The causes of dental care–related fear and anxiety are many and the influences that maintain or perpetuate fear, anxiety, and the behavioral sequelae are complex. A more specific review of the dental literature regarding all the causes of dental care–related fear, anxiety, and phobia is included later but an exhaustive review is beyond the scope of this article; instead, readers are directed to a few reviews, book chapters, and books. Briefly, numerous causal mechanisms and predisposing factors have been identified, including learning (especially associative learning; ie, conditioning), social learning (including intergenerational transmission), cognitive processes (ie, thoughts), temperament and personality, pain sensitivity and pain perception, and distress tolerance. , Three of these causal pathways/factors have particular relevance to adolescents’ experience of dental care–related fear and anxiety.

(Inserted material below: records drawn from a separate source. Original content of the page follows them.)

//! TOML configuration for the cost analysis engine.
//!
//! Every section defaults independently, so a file only needs the keys it
//! changes. The file path can be overridden with `COSTPULSE_CONFIG`.

use std::path::Path;

use anyhow::{Context, Result};
use serde::{Deserialize, Serialize};
use tracing::{debug, info, warn};

use crate::analysis::baseline::BaselineConfig;
use crate::detect::root_cause::{RootCauseAttributor, DEFAULT_TOP_RESOURCES};
use crate::detect::thresholds::ThresholdConfig;
use crate::detect::AnomalyDetector;
use crate::error::AnalysisError;
use crate::forecast::{ForecastConfig, ForecastProjector};

pub const CONFIG_ENV_VAR: &str = "COSTPULSE_CONFIG";
pub const DEFAULT_CONFIG_FILE: &str = "costpulse.toml";

// ---------------------------------------------------------------------------
// Top-level config
// ---------------------------------------------------------------------------

#[derive(Debug, Clone, Default, PartialEq, Serialize, Deserialize)]
pub struct EngineConfig {
    #[serde(default)]
    pub thresholds: ThresholdConfig,
    #[serde(default)]
    pub baseline: BaselineConfig,
    #[serde(default)]
    pub forecast: ForecastConfig,
    #[serde(default)]
    pub attribution: AttributionConfig,
    #[serde(default)]
    pub logging: LoggingConfig,
}

impl EngineConfig {
    /// Load configuration from a TOML file at `path`.
    pub fn load(path: &Path) -> Result<Self> {
        let content = std::fs::read_to_string(path)
            .with_context(|| format!("failed to read config file: {}", path.display()))?;
        let config: Self = toml::from_str(&content)
            .with_context(|| format!("failed to parse config file: {}", path.display()))?;
        info!(path = %path.display(), "loaded engine configuration");
        Ok(config)
    }

    /// Try, in order: the file named by `COSTPULSE_CONFIG`, `./costpulse.toml`,
    /// then compiled-in defaults.
    pub fn load_or_default() -> Self {
        if let Ok(env_path) = std::env::var(CONFIG_ENV_VAR) {
            let path = Path::new(&env_path);
            match Self::load(path) {
                Ok(cfg) => return cfg,
                Err(e) => {
                    warn!(
                        path = %path.display(),
                        error = %e,
                        "COSTPULSE_CONFIG set but file could not be loaded, trying fallback"
                    );
                }
            }
        }

        let local_path = Path::new(DEFAULT_CONFIG_FILE);
        if local_path.exists() {
            match Self::load(local_path) {
                Ok(cfg) => return cfg,
                Err(e) => {
                    warn!(
                        path = %local_path.display(),
                        error = %e,
                        "config file exists but could not be loaded, using defaults"
                    );
                }
            }
        }

        debug!("no config file found, using compiled-in defaults");
        Self::default()
    }

    pub fn validate(&self) -> Result<(), AnalysisError> {
        self.thresholds.validate()?;
        self.forecast.validate()?;
        if self.baseline.min_points == 0 {
            return Err(AnalysisError::InvalidParameter {
                name: "baseline.min_points".to_string(),
                reason: "must be at least 1".to_string(),
            });
        }
        if self.baseline.moving_average_window == 0 {
            return Err(AnalysisError::InvalidParameter {
                name: "baseline.moving_average_window".to_string(),
                reason: "must be at least 1".to_string(),
            });
        }
        Ok(())
    }

    /// Detector wired with this config's thresholds, baseline and attribution settings.
    pub fn detector(&self) -> AnomalyDetector {
        AnomalyDetector::new(self.thresholds)
            .with_baseline_config(self.baseline)
            .with_attributor(RootCauseAttributor::new(self.attribution.top_resources))
    }

    pub fn projector(&self) -> ForecastProjector {
        ForecastProjector::new(self.forecast)
    }
}

// ---------------------------------------------------------------------------
// Attribution
// ---------------------------------------------------------------------------

#[derive(Debug, Clone, PartialEq, Serialize, Deserialize)]
#[serde(default)]
pub struct AttributionConfig {
    /// Resources listed as contributing factors per anomaly.
    pub top_resources: usize,
}

impl Default for AttributionConfig {
    fn default() -> Self {
        Self {
            top_resources: DEFAULT_TOP_RESOURCES,
        }
    }
}

// ---------------------------------------------------------------------------
// Logging
// ---------------------------------------------------------------------------

#[derive(Debug, Clone, PartialEq, Serialize, Deserialize)]
#[serde(default)]
pub struct LoggingConfig {
    /// Default filter when `RUST_LOG` is unset.
    pub level: String,
    /// Emit JSON lines instead of human-readable output.
    pub json: bool,
}

impl Default for LoggingConfig {
    fn default() -> Self {
        Self {
            level: "info".to_string(),
            json: false,
        }
    }
}

#[cfg(test)]
mod tests {
    use super::*;
    use std::io::Write;

    #[test]
    fn test_defaults() {
        let cfg = EngineConfig::default();
        assert_eq!(cfg.thresholds.cost_spike_threshold, 3.0);
        assert_eq!(cfg.baseline.min_points, 24);
        assert_eq!(cfg.forecast.placeholder_monthly_cost, 1000.0);
        assert_eq!(cfg.attribution.top_resources, 5);
        assert_eq!(cfg.logging.level, "info");
        assert!(cfg.validate().is_ok());
    }

    #[test]
    fn test_partial_file_keeps_defaults() {
        let mut file = tempfile::NamedTempFile::new().unwrap();
        writeln!(
            file,
            "[thresholds]\nabsolute_cost_threshold = 250.0\n\n[logging]\njson = true"
        )
        .unwrap();

        let cfg = EngineConfig::load(file.path()).unwrap();
        assert_eq!(cfg.thresholds.absolute_cost_threshold, 250.0);
        assert_eq!(cfg.thresholds.cost_spike_threshold, 3.0);
        assert!(cfg.logging.json);
        assert_eq!(cfg.logging.level, "info");
        assert_eq!(cfg.baseline.moving_average_window, 24);
    }

    #[test]
    fn test_invalid_toml_is_an_error() {
        let mut file = tempfile::NamedTempFile::new().unwrap();
        writeln!(file, "[thresholds\nbroken").unwrap();
        assert!(EngineConfig::load(file.path()).is_err());
    }

    #[test]
    fn test_missing_file_is_an_error() {
        let dir = tempfile::tempdir().unwrap();
        assert!(EngineConfig::load(&dir.path().join("absent.toml")).is_err());
    }

    #[test]
    fn test_validate_rejects_bad_values() {
        let mut cfg = EngineConfig::default();
        cfg.thresholds.high_threshold = 9.0;
        assert!(cfg.validate().is_err());

        let mut cfg = EngineConfig::default();
        cfg.forecast.confidence_level = 1.5;
        assert!(cfg.validate().is_err());

        let mut cfg = EngineConfig::default();
        cfg.baseline.min_points = 0;
        assert!(matches!(
            cfg.validate(),
            Err(AnalysisError::InvalidParameter { .. })
        ));
    }

    #[test]
    fn test_detector_uses_configured_thresholds() {
        let mut cfg = EngineConfig::default();
        cfg.thresholds.absolute_cost_threshold = 42.0;
        assert_eq!(cfg.detector().thresholds().absolute_cost_threshold, 42.0);
    }
}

First, conditioned fear or anxiety accounts for a potentially large proportion of the dental care–related fear and anxiety experience. , , In such a situation, patients who have painful or otherwise negative experiences in the dental setting associate the pain or distressing physical sensations with dental stimuli, such as the process of having a bib secured around the neck, the sight of a masked clinician, the sound of a drill, or the characteristic smell of the operatory. Subsequently, these patients can experience distress when they encounter those same stimuli, even in the absence of pain or discomfort, and they may show behavior management problems or avoid dental care to avoid the distress. Fear can be caused in this manner at any age, but it is known to be common and more frequent among younger people. , For instance, of adults who report dental care–related fear, nearly one-quarter endorse onset in adolescence (and more than half in childhood), with prior painful or otherwise negative experiences cited as the most common cause. Similarly, approximately 35% of children aged 6 to 14 years report having experienced pain during dental care. In addition to using good pain control strategies, it may be particularly helpful to adolescents to explain clinical procedures and the stimuli encountered, because they are cognitively able to use this information to cope or make sense of what otherwise might be perceived as more threatening than it actually is.

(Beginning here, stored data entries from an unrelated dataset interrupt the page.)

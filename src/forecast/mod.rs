//! Spend forecasting and budget variance analysis.

pub mod budget;
pub mod projector;

use serde::{Deserialize, Serialize};

use crate::analysis::baseline::ModelType;

pub use budget::{analyze_variance, BudgetStatus, BudgetVariance, VarianceCategory};
pub use projector::{project_forecast, project_from_history, ForecastConfig, ForecastProjector};

pub const DEFAULT_CONFIDENCE_LEVEL: f64 = 0.95;

/// A known upcoming change in infrastructure spend, e.g. a new cluster.
#[derive(Debug, Clone, PartialEq, Serialize, Deserialize)]
pub struct InfrastructureChange {
    /// Zero-based forecast month from which the delta applies.
    pub start_month: usize,
    /// Fixed amount added to every month from `start_month` on.
    pub monthly_delta: f64,
    #[serde(default)]
    pub description: String,
}

#[derive(Debug, Clone, PartialEq, Serialize, Deserialize)]
pub struct ForecastRequest {
    pub budget_id: String,
    pub months: usize,
    /// Annual growth as a fraction (0.15 = 15%).
    #[serde(default)]
    pub annual_growth_rate: Option<f64>,
    #[serde(default)]
    pub infrastructure_changes: Vec<InfrastructureChange>,
    /// Multipliers applied cyclically, month `i` uses `factors[i % len]`.
    #[serde(default)]
    pub seasonal_factors: Option<Vec<f64>>,
    #[serde(default = "default_confidence_level")]
    pub confidence_level: f64,
}

fn default_confidence_level() -> f64 {
    DEFAULT_CONFIDENCE_LEVEL
}

impl ForecastRequest {
    pub fn new(budget_id: impl Into<String>, months: usize) -> Self {
        Self {
            budget_id: budget_id.into(),
            months,
            annual_growth_rate: None,
            infrastructure_changes: Vec::new(),
            seasonal_factors: None,
            confidence_level: DEFAULT_CONFIDENCE_LEVEL,
        }
    }

    pub fn with_growth(mut self, annual_growth_rate: f64) -> Self {
        self.annual_growth_rate = Some(annual_growth_rate);
        self
    }

    pub fn with_change(mut self, start_month: usize, monthly_delta: f64) -> Self {
        self.infrastructure_changes.push(InfrastructureChange {
            start_month,
            monthly_delta,
            description: String::new(),
        });
        self
    }

    pub fn with_seasonality(mut self, factors: Vec<f64>) -> Self {
        self.seasonal_factors = Some(factors);
        self
    }

    pub fn with_confidence_level(mut self, level: f64) -> Self {
        self.confidence_level = level;
        self
    }
}

#[derive(Debug, Clone, Default, PartialEq, Serialize, Deserialize)]
pub struct ConfidenceIntervals {
    pub lower: Vec<f64>,
    pub upper: Vec<f64>,
    pub confidence_level: f64,
}

#[derive(Debug, Clone, Default, PartialEq, Serialize, Deserialize)]
pub struct Scenarios {
    pub realistic: Vec<f64>,
    pub optimistic: Vec<f64>,
    pub pessimistic: Vec<f64>,
}

#[derive(Debug, Clone, Default, PartialEq, Serialize, Deserialize)]
pub struct ForecastAssumptions {
    pub model_type: Option<ModelType>,
    pub annual_growth_rate: f64,
    pub infrastructure_changes: usize,
    pub seasonal: bool,
    /// Relative half-width of the confidence band.
    pub margin: f64,
    pub confidence_level: f64,
    /// True when no history was available and the placeholder level was used.
    pub placeholder: bool,
}

#[derive(Debug, Clone, Default, PartialEq, Serialize, Deserialize)]
pub struct Forecast {
    pub budget_id: String,
    pub months: usize,
    pub base_forecast: Vec<f64>,
    pub confidence_intervals: ConfidenceIntervals,
    pub scenarios: Scenarios,
    pub assumptions: ForecastAssumptions,
}

impl Forecast {
    pub fn total(&self) -> f64 {
        self.base_forecast.iter().sum()
    }
}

Second, social learning can account for fears and anxieties about dental treatment when a person has not previously had a painful or negative experience with dentistry. That is, fear and anxiety can be caused by communication or observational learning. In these cases, someone may hear about an aversive dental experience from a parent, friend, or other source (eg, mass entertainment or media outlets) or may witness someone else’s pain or fear reaction to dental stimuli. , Generalized or specific worries about dental treatment–related stimuli or fear reactions in the dental setting can follow. Considering age-related social development, adolescents’ primary source of information about dental stimuli as threatening may shift from parents to peers, and so it may be increasingly appropriate to ask questions such as, “What have you heard from your friends about this?” in order to fully understand the fear and anxiety experience. Note that the prevalence of this fear acquisition pathway likely is much lower than for direct conditioning and the evidence for this cause much less robust.

Third, for children, adolescents, and adults, cognitive factors can play a role in the development and maintenance of dental care–related fear and anxiety. , , People’s perceptions of themselves in relation to the dental setting, and their thoughts about dental stimuli and self-efficacy related to coping, can facilitate fear and anxiety acquisition (or can be protective). Several cognitive factors influence fear, anxiety, behavior, and symptom perception in the context of dentistry, such as misperceptions and misappraisal of threat/risk (eg, cognitive distortions including catastrophizing), rumination about and overestimation of pain, worries about lack of control, beliefs about dentistry and dentists, and trust. , Moreover, Armfield identified 4 specific categories of misperceptions strongly associated with dental care–related fear: dangerousness, disgustingness, uncontrollability, and unpredictability. Although data for adolescents, specifically, are limited, 1 study found that perceived lack of control was highly associated with greater levels of dental care–related fear. Given the rapid cognitive development, increasing sense of self, and increasing independence that characterize adolescence, these cognitive factors may be especially important for understanding and intervening on adolescents’ fear, anxiety, and associated behavior, certainly more so than for children.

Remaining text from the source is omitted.